For this work, the emotions anger, fear and happiness are taken into account, since the existence of these canine sentiments is accepted in the majority of dog-related research and these sentiments are possible to determine by posture analysis. Although sadness, surprise and disgust are frequently mentioned emotions, they will not be examined here since they are mostly not recognizable through posture observation but through facial analysis [13]. In addition, a state of mind titled “relaxation” is considered for the automatic emotion recognition system to prevent the over-interpretation of only minor physical signs by the algorithm.

The software development is structured as follows (compare Figure 1):

Collecting Dog Emotion Images;
Image Preprocessing;
(a)
Detect area(s) containing a dog;
(b)
Resize image and adjust view direction of the dog;
Landmark Detection Model;
Dog Emotion Detection Model:
(a)
Neural Network using all landmark data;
(b)
Decision Tree with few calculated pose metrics.

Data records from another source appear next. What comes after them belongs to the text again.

//! Graph aggregate
//!
//! A graph owns its nodes and edges and is the unit that gets loaded, edited
//! and saved. Nodes and edges are keyed by id in sorted maps so files are
//! written in a stable order; on disk they are plain JSON lists.
//!
//! The task operations at the bottom back the dependency list: a task is a
//! node, and its prerequisites/postrequisites are direct (one-to-one) edges.
//! Hyperedges are never rewritten by those operations.

use std::collections::{BTreeMap, BTreeSet};
use std::fmt;
use std::str::FromStr;

use chrono::Utc;
use serde::{Deserialize, Serialize};
use serde_json::{Map, Value};
use thiserror::Error;

use super::edge::Edge;
use super::id::{generate_id, GraphId, IdKind};
use super::node::{DeclaredStatus, Node};
use super::ordering::DependencyList;

#[derive(Debug, Error, PartialEq)]
pub enum GraphError {
    #[error("Node not found: {0}")]
    NodeNotFound(String),

    #[error("Edge not found: {0}")]
    EdgeNotFound(String),

    #[error("Graph type '{0}' is invalid. Choose one of: list, tree, dag, graph, multigraph, hypergraph, ubergraph")]
    InvalidGraphType(String),

    #[error("Task label is required")]
    EmptyLabel,

    #[error("Self-dependency not allowed: {0}")]
    SelfDependency(String),

    #[error("An edge needs at least one source and one target")]
    EmptyEndpoints,
}

/// Kind of graph the canvas is drawing
#[derive(Debug, Clone, Copy, PartialEq, Eq, Hash, Default, Serialize, Deserialize)]
#[serde(try_from = "String", into = "String")]
pub enum GraphType {
    List,
    Tree,
    Dag,
    #[default]
    Graph,
    Multigraph,
    Hypergraph,
    Ubergraph,
}

impl GraphType {
    pub const ALL: [GraphType; 7] = [
        GraphType::List,
        GraphType::Tree,
        GraphType::Dag,
        GraphType::Graph,
        GraphType::Multigraph,
        GraphType::Hypergraph,
        GraphType::Ubergraph,
    ];

    pub fn as_str(&self) -> &'static str {
        match self {
            GraphType::List => "list",
            GraphType::Tree => "tree",
            GraphType::Dag => "dag",
            GraphType::Graph => "graph",
            GraphType::Multigraph => "multigraph",
            GraphType::Hypergraph => "hypergraph",
            GraphType::Ubergraph => "ubergraph",
        }
    }
}

impl fmt::Display for GraphType {
    fn fmt(&self, f: &mut fmt::Formatter<'_>) -> fmt::Result {
        f.write_str(self.as_str())
    }
}

impl FromStr for GraphType {
    type Err = GraphError;

    /// Case-insensitive; blank means `graph`
    fn from_str(s: &str) -> Result<Self, Self::Err> {
        let normalized = s.trim().to_lowercase();
        if normalized.is_empty() {
            return Ok(GraphType::Graph);
        }
        GraphType::ALL
            .into_iter()
            .find(|kind| kind.as_str() == normalized)
            .ok_or_else(|| GraphError::InvalidGraphType(s.to_string()))
    }
}

impl TryFrom<String> for GraphType {
    type Error = GraphError;

    fn try_from(value: String) -> Result<Self, Self::Error> {
        value.parse()
    }
}

impl From<GraphType> for String {
    fn from(kind: GraphType) -> Self {
        kind.as_str().to_string()
    }
}

fn default_directed() -> bool {
    true
}

/// A graph with its nodes and edges
#[derive(Debug, Clone, PartialEq, Serialize, Deserialize)]
pub struct Graph {
    pub id: GraphId,

    /// Display name (falls back to the id when blank)
    #[serde(default)]
    pub name: String,

    #[serde(default)]
    pub graph_type: GraphType,

    #[serde(default = "default_directed")]
    pub directed: bool,

    #[serde(default, skip_serializing_if = "Map::is_empty")]
    pub metadata: Map<String, Value>,

    #[serde(default, with = "keyed_list")]
    pub nodes: BTreeMap<String, Node>,

    #[serde(default, with = "keyed_list")]
    pub edges: BTreeMap<String, Edge>,

    /// Rendering settings and anything else not interpreted here
    #[serde(flatten)]
    pub extra: Map<String, Value>,
}

impl Graph {
    /// Creates an empty directed graph
    pub fn new(id: GraphId, name: impl Into<String>) -> Self {
        Self {
            id,
            name: name.into(),
            graph_type: GraphType::default(),
            directed: true,
            metadata: Map::new(),
            nodes: BTreeMap::new(),
            edges: BTreeMap::new(),
            extra: Map::new(),
        }
    }

    /// Name to show, falling back to the id
    pub fn display_name(&self) -> &str {
        let name = self.name.trim();
        if name.is_empty() {
            self.id.as_str()
        } else {
            name
        }
    }

    /// Derives the dependency list for the current contents
    pub fn dependency_list(&self) -> DependencyList<'_> {
        DependencyList::derive(self.nodes.values(), self.edges.values())
    }

    /// Mints an id not used by any node or edge of this graph
    fn fresh_id(&self, kind: IdKind, seed: &str) -> String {
        let now = Utc::now();
        let mut salt = 0;
        loop {
            let id = generate_id(kind, seed, now, salt);
            if !self.nodes.contains_key(&id) && !self.edges.contains_key(&id) {
                return id;
            }
            salt += 1;
        }
    }

    // ---------------------------------------------------------------------
    // Nodes
    // ---------------------------------------------------------------------

    /// Inserts or replaces a node
    pub fn add_node(&mut self, node: Node) {
        self.nodes.insert(node.id.clone(), node);
    }

    /// Creates a node with a generated id and returns it
    pub fn create_node(&mut self, text: &str, position: Option<(f64, f64)>) -> &Node {
        let id = self.fresh_id(IdKind::Node, text);
        let mut node = Node::new(id.clone(), text);
        if let Some((x, y)) = position {
            node.set_position(x, y, Some(0.0));
        }
        self.nodes.entry(id).or_insert(node)
    }

    pub fn get_node(&self, node_id: &str) -> Option<&Node> {
        self.nodes.get(node_id)
    }

    /// Mutable access, failing if the node does not exist
    pub fn node_mut(&mut self, node_id: &str) -> Result<&mut Node, GraphError> {
        self.nodes
            .get_mut(node_id)
            .ok_or_else(|| GraphError::NodeNotFound(node_id.to_string()))
    }

    fn require_node(&self, node_id: &str) -> Result<(), GraphError> {
        if self.nodes.contains_key(node_id) {
            Ok(())
        } else {
            Err(GraphError::NodeNotFound(node_id.to_string()))
        }
    }

    /// Removes a node and detaches it from every edge
    ///
    /// Edges left without a source or a target are removed as well.
    pub fn remove_node(&mut self, node_id: &str) -> Result<Node, GraphError> {
        let node = self
            .nodes
            .remove(node_id)
            .ok_or_else(|| GraphError::NodeNotFound(node_id.to_string()))?;

        for edge in self.edges.values_mut() {
            edge.remove_endpoint(node_id);
        }
        self.edges.retain(|_, edge| !edge.is_dangling());

        Ok(node)
    }

    /// Moves nodes; unknown ids are skipped. Returns the moved nodes.
    pub fn patch_node_positions(&mut self, positions: &[(String, f64, f64)]) -> Vec<Node> {
        let mut updated = Vec::new();
        for (node_id, x, y) in positions {
            if let Some(node) = self.nodes.get_mut(node_id) {
                node.set_position(*x, *y, None);
                updated.push(node.clone());
            }
        }
        updated
    }

    // ---------------------------------------------------------------------
    // Edges
    // ---------------------------------------------------------------------

    /// Inserts or replaces an edge as given
    pub fn add_edge(&mut self, edge: Edge) {
        self.edges.insert(edge.id.clone(), edge);
    }

    /// Creates an edge with a generated id between existing nodes
    pub fn create_edge(
        &mut self,
        sources: &[String],
        targets: &[String],
        text: &str,
    ) -> Result<&Edge, GraphError> {
        self.check_endpoints(sources, targets)?;

        let seed = format!("{}->{}", sources.join(","), targets.join(","));
        let id = self.fresh_id(IdKind::Edge, &seed);
        let mut edge = Edge::new(id.clone(), sources.iter().cloned(), targets.iter().cloned());
        edge.text = text.to_string();
        Ok(self.edges.entry(id).or_insert(edge))
    }

    pub fn get_edge(&self, edge_id: &str) -> Option<&Edge> {
        self.edges.get(edge_id)
    }

    pub fn remove_edge(&mut self, edge_id: &str) -> Result<Edge, GraphError> {
        self.edges
            .remove(edge_id)
            .ok_or_else(|| GraphError::EdgeNotFound(edge_id.to_string()))
    }

    /// Replaces the endpoints of an edge; `None` keeps that side
    pub fn update_edge_endpoints(
        &mut self,
        edge_id: &str,
        sources: Option<&[String]>,
        targets: Option<&[String]>,
    ) -> Result<&Edge, GraphError> {
        let edge = self
            .edges
            .get(edge_id)
            .ok_or_else(|| GraphError::EdgeNotFound(edge_id.to_string()))?;

        let sources: Vec<String> = match sources {
            Some(ids) => ids.to_vec(),
            None => edge.sources.iter().cloned().collect(),
        };
        let targets: Vec<String> = match targets {
            Some(ids) => ids.to_vec(),
            None => edge.targets.iter().cloned().collect(),
        };
        self.check_endpoints(&sources, &targets)?;

        let edge = self
            .edges
            .get_mut(edge_id)
            .ok_or_else(|| GraphError::EdgeNotFound(edge_id.to_string()))?;
        edge.sources = sources.into_iter().filter(|id| !id.is_empty()).collect();
        edge.targets = targets.into_iter().filter(|id| !id.is_empty()).collect();
        Ok(edge)
    }

    fn check_endpoints(&self, sources: &[String], targets: &[String]) -> Result<(), GraphError> {
        let blank = |ids: &[String]| ids.iter().all(|id| id.is_empty());
        if blank(sources) || blank(targets) {
            return Err(GraphError::EmptyEndpoints);
        }
        for id in sources.iter().chain(targets).filter(|id| !id.is_empty()) {
            self.require_node(id)?;
        }
        Ok(())
    }

    // ---------------------------------------------------------------------
    // Dependency list tasks
    // ---------------------------------------------------------------------

    /// Sources of direct edges that point at the node
    pub fn direct_prerequisites(&self, node_id: &str) -> BTreeSet<&str> {
        self.edges
            .values()
            .filter(|edge| edge.is_direct() && edge.targets.contains(node_id))
            .flat_map(|edge| edge.sources.iter().map(String::as_str))
            .filter(|id| *id != node_id)
            .collect()
    }

    /// Targets of direct edges that leave the node
    pub fn direct_postrequisites(&self, node_id: &str) -> BTreeSet<&str> {
        self.edges
            .values()
            .filter(|edge| edge.is_direct() && edge.sources.contains(node_id))
            .flat_map(|edge| edge.targets.iter().map(String::as_str))
            .filter(|id| *id != node_id)
            .collect()
    }

    fn check_task_links(&self, task_id: Option<&str>, ids: &[String]) -> Result<(), GraphError> {
        for id in ids {
            if Some(id.as_str()) == task_id {
                return Err(GraphError::SelfDependency(id.clone()));
            }
            self.require_node(id)?;
        }
        Ok(())
    }

    fn link(&mut self, source: &str, target: &str) {
        let id = self.fresh_id(IdKind::Edge, &format!("{}->{}", source, target));
        self.add_edge(Edge::direct(id, source, target));
    }

    /// Creates a task node wired to its prerequisites and postrequisites
    ///
    /// Each prerequisite gets a direct edge into the task, and the task gets
    /// a direct edge into each postrequisite. Returns the new node id.
    pub fn create_task(
        &mut self,
        label: &str,
        prerequisites: &[String],
        postrequisites: &[String],
    ) -> Result<String, GraphError> {
        let label = label.trim();
        if label.is_empty() {
            return Err(GraphError::EmptyLabel);
        }
        self.check_task_links(None, prerequisites)?;
        self.check_task_links(None, postrequisites)?;

        let task_id = self.create_node(label, None).id.clone();
        for before in dedup(prerequisites) {
            self.link(before, &task_id);
        }
        for after in dedup(postrequisites) {
            self.link(&task_id, after);
        }
        Ok(task_id)
    }

    /// Relabels a task and/or replaces its direct links
    ///
    /// `None` leaves that part unchanged. Replacing prerequisites removes
    /// every direct edge into the task before adding the new ones (and the
    /// same for postrequisites with edges out of it). Hyperedges stay.
    pub fn edit_task(
        &mut self,
        task_id: &str,
        label: Option<&str>,
        prerequisites: Option<&[String]>,
        postrequisites: Option<&[String]>,
    ) -> Result<(), GraphError> {
        self.require_node(task_id)?;
        let label = match label.map(str::trim) {
            Some("") => return Err(GraphError::EmptyLabel),
            other => other,
        };
        if let Some(ids) = prerequisites {
            self.check_task_links(Some(task_id), ids)?;
        }
        if let Some(ids) = postrequisites {
            self.check_task_links(Some(task_id), ids)?;
        }

        if let Some(label) = label {
            self.node_mut(task_id)?.text = label.to_string();
        }

        if let Some(ids) = prerequisites {
            self.edges
                .retain(|_, edge| !(edge.is_direct() && edge.targets.contains(task_id)));
            for before in dedup(ids) {
                self.link(before, task_id);
            }
        }

        if let Some(ids) = postrequisites {
            self.edges
                .retain(|_, edge| !(edge.is_direct() && edge.sources.contains(task_id)));
            for after in dedup(ids) {
                self.link(task_id, after);
            }
        }

        Ok(())
    }

    /// Sets or clears the declared status of a task
    pub fn set_task_status(
        &mut self,
        task_id: &str,
        status: Option<DeclaredStatus>,
    ) -> Result<(), GraphError> {
        self.node_mut(task_id)?.set_declared_status(status);
        Ok(())
    }
}

fn dedup(ids: &[String]) -> BTreeSet<&str> {
    ids.iter().map(String::as_str).collect()
}

/// Items keyed by `id`, stored on disk as a JSON list
trait Keyed {
    fn key(&self) -> &str;
}

impl Keyed for Node {
    fn key(&self) -> &str {
        &self.id
    }
}

impl Keyed for Edge {
    fn key(&self) -> &str {
        &self.id
    }
}

mod keyed_list {
    use std::collections::BTreeMap;

    use serde::{Deserialize, Deserializer, Serialize, Serializer};

    use super::Keyed;

    pub fn serialize<T, S>(items: &BTreeMap<String, T>, serializer: S) -> Result<S::Ok, S::Error>
    where
        T: Serialize,
        S: Serializer,
    {
        serializer.collect_seq(items.values())
    }

    /// Later entries with a repeated id replace earlier ones
    pub fn deserialize<'de, T, D>(deserializer: D) -> Result<BTreeMap<String, T>, D::Error>
    where
        T: Deserialize<'de> + Keyed,
        D: Deserializer<'de>,
    {
        let items = Vec::<T>::deserialize(deserializer)?;
        Ok(items
            .into_iter()
            .map(|item| (item.key().to_string(), item))
            .collect())
    }
}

As a first step, a suitable dataset of dog images reflecting the emotions anger, fear, happiness and relaxation has to be selected. Since there is no appropriate dog emotion data set consisting of labeled full-body images publicly available, photographs showing the entire body displaying one of the selected emotions must be collected. Pictures that depict a puppy are excluded, as they are probably not yet emotionally mature and their physical markers, such as raised ears, might might not yet be developed. Furthermore, dogs showing signs of docking, such as cropped ears or tails, are excluded because their emotional communication capabilities are restricted [16]. The actual collection of images is done by a manual search on online video and image platforms. In this case, stimuli describe the circumstances in which a photograph was taken. When it comes to canine emotion studies, the usage of stimuli is a common tactic to assure that a certain emotion is shown in an image. Combining the insights and procedures of some of those kinds of studies, the following mapping of the selected emotions and stimuli is possible:

After establishing the target emotions, several search engines were then queried using various search terms describing situations where the above stimuli would occur. The pictures have been labeled by the first author, verifying and checking the labels initially given by the person uploading a picture or video on the Web. A subset of the images has been verified and relabeled by an additional team of students. The resulting images were subsequently filtered and standardized in terms of size and quality. An object detector was then applied to all images identifying the area where the dog is most likely located. Cropping the images to this area ensures optimal input for landmark detection and prevents potential detection errors.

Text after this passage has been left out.